There are already several issues to point out here. Firstly, from the outset, it’s abundantly clear that the CipherTrace report is making no effort to contextualize cross-border BTM transaction data. Despite what CipherTrace, with its seemingly rushed analysis and thinly veiled assumptions of criminality, would have you believe, the vast majority of BTM customers are either unbanked populations or immigrant workers who use the BTM network to send remittances home to impoverished friends and family. These types of analysis also fail to take in to account global events that increase or decrease demand for BTMs. For example, COVID-19 created an unprecedented demand for Bitcoin with BTM use also soaring. CipherTrace’s report does not address any connection between particular customer demographic and the high rate of cross-border transactions on the BTM network, nor does it factor in global events that increase demand.

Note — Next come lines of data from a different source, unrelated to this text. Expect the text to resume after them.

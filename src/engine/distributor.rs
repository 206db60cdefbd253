//! Reward distribution
//!
//! Turns a stored SettlementResult (or a voided round's stakes) into one
//! balance mutation keyed by the round ref. Payout and refund share that key,
//! so a round is credited at most once, either way.

use crate::engine::ledger::{BalanceCredit, BalanceLedger, BalanceMutation, LedgerApply, MutationKind};
use crate::engine::settlement::verify;
use crate::engine::stake_book::StakeBook;
use crate::error::EngineError;
use crate::models::{Amount, RoundRef, SettlementResult};
use parking_lot::Mutex;
use serde::{Deserialize, Serialize};
use std::collections::HashMap;
use std::sync::Arc;
use tracing::{debug, info};

#[derive(Debug, Clone, PartialEq, Eq, Serialize, Deserialize)]
pub struct DistributionReceipt {
    pub round_ref: RoundRef,
    pub kind: MutationKind,
    pub outcome: LedgerApply,
    pub credit_count: usize,
    pub total_credited: u128,
    pub remainder: Amount,
}

pub struct RewardDistributor {
    ledger: Arc<dyn BalanceLedger>,
    /// Serializes check-then-apply per round.
    guards: Mutex<HashMap<RoundRef, Arc<Mutex<()>>>>,
}

impl RewardDistributor {
    pub fn new(ledger: Arc<dyn BalanceLedger>) -> Self {
        Self {
            ledger,
            guards: Mutex::new(HashMap::new()),
        }
    }

    pub fn ledger(&self) -> &Arc<dyn BalanceLedger> {
        &self.ledger
    }

    /// Credit every payout in `result`, once. Later calls for the same round
    /// change nothing.
    pub fn apply(&self, result: &SettlementResult) -> Result<DistributionReceipt, EngineError> {
        verify(result)?;

        let credits = result
            .payouts
            .iter()
            .map(|(stake_id, amount)| {
                let user_id = result.recipients.get(stake_id).cloned().ok_or_else(|| {
                    EngineError::InvariantViolation {
                        round_ref: result.round_ref,
                        detail: format!("no recipient for stake {}", stake_id),
                    }
                })?;
                Ok(BalanceCredit {
                    user_id,
                    stake_id: stake_id.clone(),
                    amount: *amount,
                })
            })
            .collect::<Result<Vec<_>, EngineError>>()?;

        let mutation = BalanceMutation {
            idempotency_key: BalanceMutation::idempotency_key_for(&result.round_ref),
            round_ref: result.round_ref,
            kind: MutationKind::Payout,
            credits,
            remainder: result.remainder,
        };
        self.apply_once(mutation)
    }

    /// Return every stake of a voided round to its owner, once.
    pub fn refund(
        &self,
        round_ref: &RoundRef,
        book: &StakeBook,
    ) -> Result<DistributionReceipt, EngineError> {
        let credits = book
            .stakes(round_ref)
            .into_iter()
            .map(|stake| BalanceCredit {
                user_id: stake.user_id,
                stake_id: stake.stake_id,
                amount: stake.amount,
            })
            .collect();

        let mutation = BalanceMutation {
            idempotency_key: BalanceMutation::idempotency_key_for(round_ref),
            round_ref: *round_ref,
            kind: MutationKind::Refund,
            credits,
            remainder: 0,
        };
        self.apply_once(mutation)
    }

    fn apply_once(&self, mutation: BalanceMutation) -> Result<DistributionReceipt, EngineError> {
        let guard = self.guard(&mutation.round_ref);
        let _held = guard.lock();

        let round_ref = mutation.round_ref;
        let receipt = |outcome| DistributionReceipt {
            round_ref,
            kind: mutation.kind,
            outcome,
            credit_count: mutation.credits.len(),
            total_credited: mutation.total_credited(),
            remainder: mutation.remainder,
        };

        match self.ledger.applied_kind(&mutation.idempotency_key)? {
            Some(kind) if kind == mutation.kind => {
                debug!(round = %round_ref, kind = kind.as_str(), "Distribution already applied");
                return Ok(receipt(LedgerApply::AlreadyApplied));
            }
            Some(MutationKind::Payout) => return Err(EngineError::AlreadySettled(round_ref)),
            Some(MutationKind::Refund) => {
                return Err(EngineError::InvariantViolation {
                    round_ref,
                    detail: "payout attempted for a refunded round".to_string(),
                })
            }
            None => {}
        }

        let outcome = self.ledger.apply(&mutation)?;
        if outcome == LedgerApply::Applied {
            info!(
                round = %round_ref,
                kind = mutation.kind.as_str(),
                credits = mutation.credits.len(),
                total_credited = %mutation.total_credited(),
                remainder = mutation.remainder,
                "💰 Balances credited"
            );
        }
        Ok(receipt(outcome))
    }

    fn guard(&self, round_ref: &RoundRef) -> Arc<Mutex<()>> {
        self.guards.lock().entry(*round_ref).or_default().clone()
    }
}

Even if CipherTrace’s decontextualized presentation of transaction data is accepted, there are still serious questions about the black box analytics and forensic tools that CipherTrace is using to reach their conclusions. In this regard, the CipherTrace report is a microcosm of a broader problem in data analytics: namely, the worrying reliance on closed-source algorithms and the degree to which these algorithms are being used to generate unfalsifiable or unsubstantiated claims.

For regulatory compliance experts, the concerns go even deeper. For instance, if CipherTrace, or any blockchain analytics company, is using a novel tool to collate, analyze, and monitor cryptocurrency transaction data, there’s a good chance the firm is in violation of dozens of national and international data protection laws.

Finally, it’s important to consider what CipherTrace is even analyzing when it puts together these reports. What do analytics firms stand to gain through releasing unsubstantiated findings? Such dramatic findings that seemingly place an outsized emphasis on small-scale criminal activities may suggest a tactful sales drive aimed at regulators, banks and blockchain companies purchasing these analytics services. Specifically, in the case of BTMs, by extrapolating criminal activities (while ignoring legitimate ones), analytics firms may be pushing regulators to require BTM operators to use their tracing services.

In any case, if CypherTrace’s report is taken at face value, questions persist as to why this analytics firm was unable to substantiate its deductions and why it has continued to act as if there are no legitimate explanations for cross-border transaction activity on what is essentially a global system of networked ATMs. A greater lesson should be learned here, however. As analytics firms grow more powerful, and their findings become highly sought after, they have a greater responsibility to avoid inaccurate extrapolations and irrational conclusions.